The first recorded instance of reproductions of Diné (Navajo) sandpainting designs being used for interior decoration was in the El Navajo Inn in Gallup, NM. The El Navajo was a Harvey House hotel—one of dozens owned and operated by the Fred Harvey Company at major stops along the Santa Fe Railroad. It opened in 1923 and featured first-of-its-kind artwork in the lobby and common areas: twelve sandpainting-style wall paintings copied by Fred Greer, a white artist, from drawings by Sam Day Jr., a Diné artist. This use of sandpainting designs was highly controversial as sandpainting was traditionally a deeply sacred, private, and protected ceremonial practice. To quell the outcry from the Diné community, the Harvey Company arranged for the hotel’s opening to include a ceremony performed by a reported twenty-nine “medicine men.”1

Less than two decades later, the sandpainting-style wall painting concept was repeated in Gallup’s 1938 New Deal McKinley County Courthouse, when, according to a contemporary report, “state art directors . . . made provision for the selection of a young Navajo artist to aid with the murals for the new McKinley county [sic] courthouse.”2 The artist painted a total of sixteen sandpainting-style wall paintings throughout the building’s first floor, and, in fact, the one seen here is a nearly exact replica of one installed at the El Navajo Inn3 (which was demolished in 1957).
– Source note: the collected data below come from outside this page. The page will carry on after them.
//! Diagnostic channel for skipped lines and fatal errors.
//!
//! Diagnostics are human-readable, one line each, and end up on stderr.
//! While the terminal chart owns the screen they are held back in a
//! [`DeferredDiagnostics`] queue and flushed once the terminal is restored.

use std::collections::VecDeque;
use std::io::Write;
use std::sync::{Arc, Mutex};

/// Sink for one-line diagnostics.
pub trait Diagnostics {
    fn report(&mut self, message: &str);
}

impl<D: Diagnostics + ?Sized> Diagnostics for &mut D {
    fn report(&mut self, message: &str) {
        (**self).report(message)
    }
}

/// Writes every diagnostic to stderr as it arrives.
#[derive(Debug, Default, Clone, Copy)]
pub struct StderrDiagnostics;

impl Diagnostics for StderrDiagnostics {
    fn report(&mut self, message: &str) {
        eprintln!("{message}");
    }
}

/// Messages kept by a [`DeferredDiagnostics`] queue before the oldest are dropped
pub const DEFERRED_CAPACITY: usize = 1000;

/// Queues diagnostics until [`DeferredDiagnostics::flush`].
///
/// Only the newest `capacity` messages are kept; older ones are counted and
/// summarized on flush. Clones share one queue, so the interrupt handler can
/// flush what the ingest loop collected.
#[derive(Debug, Clone)]
pub struct DeferredDiagnostics {
    queue: Arc<Mutex<Queue>>,
    capacity: usize,
}

#[derive(Debug, Default)]
struct Queue {
    pending: VecDeque<String>,
    dropped: usize,
}

impl Default for DeferredDiagnostics {
    fn default() -> Self {
        Self::with_capacity(DEFERRED_CAPACITY)
    }
}

impl DeferredDiagnostics {
    pub fn new() -> Self {
        Self::default()
    }

    pub fn with_capacity(capacity: usize) -> Self {
        Self {
            queue: Arc::new(Mutex::new(Queue::default())),
            capacity: capacity.max(1),
        }
    }

    /// Queued messages, oldest first.
    pub fn pending(&self) -> Vec<String> {
        self.queue
            .lock()
            .map(|queue| queue.pending.iter().cloned().collect())
            .unwrap_or_default()
    }

    /// Messages dropped since the last flush.
    pub fn dropped(&self) -> usize {
        self.queue.lock().map(|queue| queue.dropped).unwrap_or(0)
    }

    /// Drain the queue into `out`, one message per line.
    pub fn flush_to<W: Write>(&self, out: &mut W) -> std::io::Result<()> {
        let drained = match self.queue.lock() {
            Ok(mut queue) => std::mem::take(&mut *queue),
            Err(_) => return Ok(()),
        };
        if drained.dropped > 0 {
            writeln!(
                out,
                "... {} earlier diagnostic{} omitted",
                drained.dropped,
                if drained.dropped == 1 { "" } else { "s" }
            )?;
        }
        for message in drained.pending {
            writeln!(out, "{message}")?;
        }
        out.flush()
    }

    /// Drain the queue to stderr.
    pub fn flush(&self) {
        let _ = self.flush_to(&mut std::io::stderr().lock());
    }
}

impl Diagnostics for DeferredDiagnostics {
    fn report(&mut self, message: &str) {
        if let Ok(mut queue) = self.queue.lock() {
            if queue.pending.len() >= self.capacity {
                queue.pending.pop_front();
                queue.dropped += 1;
            }
            queue.pending.push_back(message.to_string());
        }
    }
}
Perhaps because these murals are seen as “decorative” or “reproductions” of traditional/cultural designs, the artist was never credited by name (the story of the three sets of painted-over initials seen along the bottom of the painting has been lost; they are presumed to be additions made and then “erased” long after the fact and their relevance and meaning is, at this point, undetermined).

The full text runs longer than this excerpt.